LOS ANGELES (CNS) — A lawsuit was brought on behalf of a former Dominguez High School student against the Compton Unified School District, alleging the administration did not do enough to protect her from being bullied and attacked in 2021 on campus by a fellow pupil, resulting in the plaintiff being hospitalized with a concussion.
The plaintiff is identified only as J.R. in the Los Angeles Superior Court lawsuit, which alleges negligence, negligent hiring, supervision or retention of an employee and both intentional and negligent infliction of emotional distress. The suit seeks unspecified damages.
A CUSD representative did not immediately reply to a request for comment on the suit brought Monday by J.R.’s mother on her daughter’s behalf, given that the plaintiff is a minor.
J.R. was a student at Dominguez High in Compton in July 2021 and was sitting in front of the main office when another girl, identified in the suit only as Student J, punched her in the face, the suit states.
“Terrified and in a state of panic, plaintiff attempted to enter the office in order to seek safe haven from the bullying and physical violence, but Student J and her friends barred plaintiff’s entry while continuing to taunt and threaten her, both verbally and physically,” according to the suit.
No staff members or administrators intervened to help J.R., the suit alleges.
J.R. ran away, but was caught by Student J and her friends, who continued to laugh at, deride and threaten the plaintiff, the suit states. Student J was significantly taller and larger than the slight and thin J.R., the suit states.
Student J’s attack was able to strike the plaintiff from behind with a fist even as a “young male” tried to intervene and protect J.R, according to the suit.
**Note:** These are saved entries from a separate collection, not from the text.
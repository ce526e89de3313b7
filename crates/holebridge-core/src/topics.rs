// ── Topic layout ──
//
// The fixed contract with the consuming controller. State and command
// topics derive deterministically from an entity's kind and id; inbound
// topics are classified back into a command target here and nowhere
// else.

use crate::model::{EntityKey, EntityKind};

const BLOCKING_LEAF: &str = "blocking";

/// Node segment of the discovery topic, one per entity family.
fn discovery_node(kind: EntityKind) -> &'static str {
    match kind {
        EntityKind::Group => "PiHole_groups",
        EntityKind::Blocking => "PiHole",
        EntityKind::Statistic => "PiHole_stats",
    }
}

/// Topic prefixes, without trailing slashes.
#[derive(Debug, Clone, PartialEq, Eq)]
pub struct TopicLayout {
    pub group_state: String,
    pub group_set: String,
    pub global_state: String,
    pub global_set: String,
    pub stat_state: String,
    pub discovery: String,
}

impl Default for TopicLayout {
    fn default() -> Self {
        Self {
            group_state: "pihole/groups/state".into(),
            group_set: "pihole/groups/set".into(),
            global_state: "pihole/state".into(),
            global_set: "pihole/set".into(),
            stat_state: "pihole/stats/state".into(),
            discovery: "homeassistant".into(),
        }
    }
}

/// What an inbound topic addresses.
#[derive(Debug, Clone, PartialEq, Eq)]
pub enum CommandTarget {
    Group(String),
    Blocking,
}

impl TopicLayout {
    /// Where the entity's value is published.
    pub fn state_topic(&self, key: &EntityKey) -> String {
        match key.kind {
            EntityKind::Group => format!("{}/{}", self.group_state, key.id),
            EntityKind::Blocking => format!("{}/{BLOCKING_LEAF}", self.global_state),
            EntityKind::Statistic => format!("{}/{}", self.stat_state, key.id),
        }
    }

    /// Where commands for the entity arrive. Statistics are read-only.
    pub fn command_topic(&self, key: &EntityKey) -> Option<String> {
        match key.kind {
            EntityKind::Group => Some(format!("{}/{}", self.group_set, key.id)),
            EntityKind::Blocking => Some(format!("{}/{BLOCKING_LEAF}", self.global_set)),
            EntityKind::Statistic => None,
        }
    }

    /// `<discovery>/<switch|sensor>/<node>/<id>/config`
    pub fn discovery_topic(&self, key: &EntityKey) -> String {
        format!(
            "{}/{}/{}/{}/config",
            self.discovery,
            key.kind.component(),
            discovery_node(key.kind),
            key.id
        )
    }

    /// Filters to subscribe to on every (re)connect.
    pub fn subscriptions(&self) -> Vec<String> {
        vec![
            format!("{}/+", self.group_set),
            format!("{}/{BLOCKING_LEAF}", self.global_set),
        ]
    }

    /// Map an inbound topic to its target. Unknown prefixes yield `None`.
    pub fn classify(&self, topic: &str) -> Option<CommandTarget> {
        if let Some(name) = strip_segment_prefix(topic, &self.group_set) {
            if name.is_empty() || name.contains('/') {
                return None;
            }
            return Some(CommandTarget::Group(name.to_owned()));
        }

        match strip_segment_prefix(topic, &self.global_set) {
            Some(BLOCKING_LEAF) => Some(CommandTarget::Blocking),
            _ => None,
        }
    }
}

/// Strip `prefix/` from `topic`, matching whole segments only.
fn strip_segment_prefix<'a>(topic: &'a str, prefix: &str) -> Option<&'a str> {
    topic.strip_prefix(prefix)?.strip_prefix('/')
}
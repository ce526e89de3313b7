// ── key=value environment file ──
//
// A figment provider for `/etc/environment`-style files. Only the broker
// settings are recognised; everything else in the file is ignored.

use std::io::ErrorKind;
use std::path::PathBuf;

use figment::value::{Dict, Map, Tag, Value};
use figment::{Error, Metadata, Profile, Provider, Source};

/// Environment variable names understood in both the file and the
/// process environment, with the `mqtt` field each one sets.
pub const MQTT_KEYS: [(&str, &str); 4] = [
    ("MQTT_SERVER", "host"),
    ("MQTT_PORT", "port"),
    ("MQTT_USER", "username"),
    ("MQTT_PASSWORD", "password"),
];

/// Reads broker settings from a key=value file. A missing file provides
/// nothing.
#[derive(Debug, Clone)]
pub struct EnvFile {
    path: PathBuf,
}

impl EnvFile {
    pub fn new(path: impl Into<PathBuf>) -> Self {
        Self { path: path.into() }
    }
}

impl Provider for EnvFile {
    fn metadata(&self) -> Metadata {
        Metadata::named("environment file").source(Source::File(self.path.clone()))
    }

    fn data(&self) -> Result<Map<Profile, Dict>, Error> {
        let text = match std::fs::read_to_string(&self.path) {
            Ok(text) => text,
            Err(e) if e.kind() == ErrorKind::NotFound => {
                tracing::debug!(path = %self.path.display(), "environment file not found");
                return Ok(Map::new());
            }
            Err(e) => {
                return Err(Error::from(format!(
                    "cannot read {}: {e}",
                    self.path.display()
                )));
            }
        };

        let mut mqtt = Dict::new();
        for (key, value) in parse(&text) {
            let Some((_, field)) = MQTT_KEYS.iter().find(|(name, _)| *name == key) else {
                continue;
            };
            let value = if *field == "port" {
                value
                    .parse::<u16>()
                    .map_or_else(|_| Value::from(value.clone()), Value::from)
            } else {
                Value::from(value)
            };
            mqtt.insert((*field).to_owned(), value);
        }

        let mut dict = Dict::new();
        if !mqtt.is_empty() {
            dict.insert("mqtt".to_owned(), Value::Dict(Tag::Default, mqtt));
        }
        Ok(Profile::Default.collect(dict))
    }
}

/// `KEY=value` pairs in file order. Blank lines, comments and lines
/// without `=` are skipped; an optional `export ` prefix and one pair of
/// surrounding quotes are removed.
pub fn parse(text: &str) -> Vec<(String, String)> {
    text.lines()
        .map(str::trim)
        .filter(|line| !line.is_empty() && !line.starts_with('#'))
        .filter_map(|line| {
            let line = line.strip_prefix("export ").unwrap_or(line);
            let (key, value) = line.split_once('=')?;
            let key = key.trim();
            if key.is_empty() {
                return None;
            }
            Some((key.to_owned(), unquote(value.trim()).to_owned()))
        })
        .collect()
}

fn unquote(value: &str) -> &str {
    for quote in ['"', '\''] {
        if let Some(inner) = value
            .strip_prefix(quote)
            .and_then(|v| v.strip_suffix(quote))
        {
            return inner;
        }
    }
    value
}
// ── Bridge service ──
//
// Async lifecycle around the synchronous `Bridge`: one task drives the
// rumqttc event loop, one worker task owns every bridge call. Poll
// ticks and inbound messages meet in the worker's `select!`, so they
// never interleave.

use std::sync::Arc;
use std::time::Duration;

use rumqttc::{AsyncClient, ConnectReturnCode, Event, EventLoop, MqttOptions, Packet, QoS};
use secrecy::ExposeSecret;
use tokio::sync::mpsc::error::TrySendError;
use tokio::sync::{Mutex, mpsc};
use tokio::time::MissedTickBehavior;
use tokio_util::sync::CancellationToken;
use tracing::{debug, error, info, warn};

use crate::bridge::Bridge;
use crate::config::{BridgeConfig, BrokerConfig};
use crate::error::CoreError;
use crate::repository::PiholeRepository;
use crate::runner::CommandRunner;
use crate::transport::{MqttPublisher, Publisher};

const REQUEST_CHANNEL_SIZE: usize = 256;
const INBOX_CHANNEL_SIZE: usize = 64;
const RECONNECT_DELAY: Duration = Duration::from_secs(5);

/// Work handed from the event loop to the worker.
#[derive(Debug)]
enum Work {
    /// Broker accepted the session. Triggers a full resync.
    Connected,
    Message { topic: String, payload: Vec<u8> },
    Poll,
}

type SharedBridge<R, P> = Arc<Mutex<Bridge<R, P>>>;

// ── Service ─────────────────────────────────────────────────────────

/// Runs the bridge against a broker until cancelled.
pub struct Service {
    config: BridgeConfig,
    cancel: CancellationToken,
}

impl Service {
    pub fn new(config: BridgeConfig) -> Self {
        Self {
            config,
            cancel: CancellationToken::new(),
        }
    }

    /// Token that stops the service when cancelled.
    pub fn cancellation_token(&self) -> CancellationToken {
        self.cancel.clone()
    }

    /// Resolve the device identity, connect, and serve until cancelled.
    ///
    /// Returns early only when the identity cannot be determined.
    /// Broker failures are retried forever.
    pub async fn run<R>(self, runner: R) -> Result<(), CoreError>
    where
        R: CommandRunner + 'static,
    {
        let Self { config, cancel } = self;

        let repo = PiholeRepository::new(runner, config.store.clone());
        let overrides = config.device.clone();
        let (repo, identity) = tokio::task::spawn_blocking(move || {
            let identity = repo.detect_identity(&overrides);
            (repo, identity)
        })
        .await
        .map_err(|e| CoreError::Internal(e.to_string()))?;
        let identity = identity?;
        info!(mac = %identity.mac, sw_version = %identity.sw_version, "device identity resolved");

        let (client, eventloop) = AsyncClient::new(mqtt_options(&config.broker), REQUEST_CHANNEL_SIZE);
        let bridge = Arc::new(Mutex::new(Bridge::new(
            repo,
            MqttPublisher::new(client.clone()),
            identity,
            config.topics.clone(),
        )));

        let (inbox_tx, inbox_rx) = mpsc::channel(INBOX_CHANNEL_SIZE);
        let subscriptions = config.topics.subscriptions();

        info!(
            host = %config.broker.host,
            port = config.broker.port,
            interval_secs = config.poll_interval.as_secs(),
            "starting bridge"
        );

        let events = tokio::spawn(event_loop_task(
            eventloop,
            client.clone(),
            subscriptions,
            inbox_tx,
            cancel.clone(),
        ));
        let worker = tokio::spawn(worker_task(
            bridge,
            inbox_rx,
            config.poll_interval,
            cancel.clone(),
        ));

        cancel.cancelled().await;
        let _ = client.try_disconnect();
        for handle in [events, worker] {
            if let Err(e) = handle.await {
                error!(error = %e, "bridge task ended abnormally");
            }
        }
        info!("bridge stopped");
        Ok(())
    }
}

fn mqtt_options(broker: &BrokerConfig) -> MqttOptions {
    let mut options = MqttOptions::new(&broker.client_id, &broker.host, broker.port);
    options.set_keep_alive(broker.keep_alive);
    options.set_clean_session(true);
    if let Some(credentials) = &broker.credentials {
        options.set_credentials(&credentials.username, credentials.password.expose_secret());
    }
    options
}

// ── Background tasks ────────────────────────────────────────────────

/// Drive the MQTT connection and forward what matters to the worker.
///
/// rumqttc reconnects on the next `poll` after an error, so the loop
/// only waits and tries again.
async fn event_loop_task(
    mut eventloop: EventLoop,
    client: AsyncClient,
    subscriptions: Vec<String>,
    inbox: mpsc::Sender<Work>,
    cancel: CancellationToken,
) {
    loop {
        let event = tokio::select! {
            biased;
            () = cancel.cancelled() => break,
            event = eventloop.poll() => event,
        };

        match event {
            Ok(Event::Incoming(Packet::ConnAck(ack))) => {
                if ack.code != ConnectReturnCode::Success {
                    warn!(code = ?ack.code, "broker refused connection");
                    continue;
                }
                info!("connected to broker");
                for filter in &subscriptions {
                    if let Err(e) = client.try_subscribe(filter.as_str(), QoS::AtMostOnce) {
                        warn!(%filter, error = %e, "subscribe failed");
                    }
                }
                if inbox.send(Work::Connected).await.is_err() {
                    break;
                }
            }
            Ok(Event::Incoming(Packet::Publish(publish))) => {
                if !forward_message(&inbox, publish.topic, publish.payload.to_vec()) {
                    break;
                }
            }
            Ok(_) => {}
            Err(e) => {
                warn!(error = %e, "broker connection error");
                tokio::select! {
                    biased;
                    () = cancel.cancelled() => break,
                    () = tokio::time::sleep(RECONNECT_DELAY) => {}
                }
            }
        }
    }
    debug!("event loop task stopped");
}

/// Queue an inbound message without waiting. A full inbox drops the
/// message so the event loop keeps servicing keep-alives while the
/// worker is stuck. Returns `false` once the worker is gone.
fn forward_message(inbox: &mpsc::Sender<Work>, topic: String, payload: Vec<u8>) -> bool {
    let dropped_topic = topic.clone();
    match inbox.try_send(Work::Message { topic, payload }) {
        Ok(()) => true,
        Err(TrySendError::Full(_)) => {
            warn!(topic = %dropped_topic, "worker busy, dropping inbound message");
            true
        }
        Err(TrySendError::Closed(_)) => false,
    }
}

/// Serialize every bridge call. Polling starts with the first session.
async fn worker_task<R, P>(
    bridge: SharedBridge<R, P>,
    mut inbox: mpsc::Receiver<Work>,
    poll_interval: Duration,
    cancel: CancellationToken,
) where
    R: CommandRunner + 'static,
    P: Publisher + 'static,
{
    let mut interval = tokio::time::interval(poll_interval);
    interval.set_missed_tick_behavior(MissedTickBehavior::Delay);
    interval.tick().await; // consume the immediate first tick
    let mut connected = false;

    loop {
        let work = tokio::select! {
            biased;
            () = cancel.cancelled() => break,
            work = inbox.recv() => {
                let Some(work) = work else { break };
                work
            }
            _ = interval.tick(), if connected => Work::Poll,
        };

        if matches!(work, Work::Connected) {
            connected = true;
            interval.reset();
        }
        run_blocking(&bridge, work).await;
    }
    debug!("worker task stopped");
}

async fn run_blocking<R, P>(bridge: &SharedBridge<R, P>, work: Work)
where
    R: CommandRunner + 'static,
    P: Publisher + 'static,
{
    let bridge = Arc::clone(bridge);
    let result = tokio::task::spawn_blocking(move || {
        let mut bridge = bridge.blocking_lock();
        match work {
            Work::Connected => {
                bridge.resync();
            }
            Work::Poll => {
                bridge.poll();
            }
            Work::Message { topic, payload } => {
                bridge.handle_message(&topic, &payload);
            }
        }
    })
    .await;

    if let Err(e) = result {
        error!(error = %e, "bridge work panicked");
    }
}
J.R. continued trying to get away, but Student J grabbed her from behind by the hair and hurled her to the ground, then “viciously socked plaintiff at least four times in the head and face with her right closed fist,” the suit states.
Video footage of the assault was later posted on social media to essentially showcase and boast about Student J’s fighting skills and mock J.R.’s decision to file a lawsuit, the suit states.
Two males were ultimately able to extricate J.R. from Student J’s grasp, the suit states.
When J.R.’s brother took her sibling to the office to report the alleged attack, Student J, who had also returned to the area in front of the DHS office with her friends, yelled to the plaintiff, “Awww, she is scared. Next time I see her, I’m gonna beat her (buttocks) again,” according to the suit.
When the girl’s mother arrived, she demanded that the school take action to protect her child’s safety, but the assistant principal told the woman that his hands were tied and that he could not do anything to guarantee J.R.’s safety, according to the suit.
Later at a hospital, J.R. was diagnosed with a concussion, head trauma, a swollen bloody lip and a hematoma of the scalp, the suit states. Her mother returned to the school to again demand a safe environment for her daughter, but was told that the CUSD was managing Student J’s case at the district level and that Dominguez High’s administration was “precluded from intervening in the matter to either discipline the assailant or protect the victim,” the suit states.
“As a result of this looming and serious threat to her child’s safety, (J.R.’s mother) had no choice but to uproot plaintiff and transfer her to a different school, despite plaintiff’s love for DHS,” the suit states.
J.R. continues to suffer from the alleged assault by Student J, including physical pain and suffering, mental anguish, anxiety, fear and diminution in her quality of life and ability to learn, according to the suit, which blames her condition on the CUSD’s “reckless, negligent, and outrageous failure to protect a child in their care from a known threat.”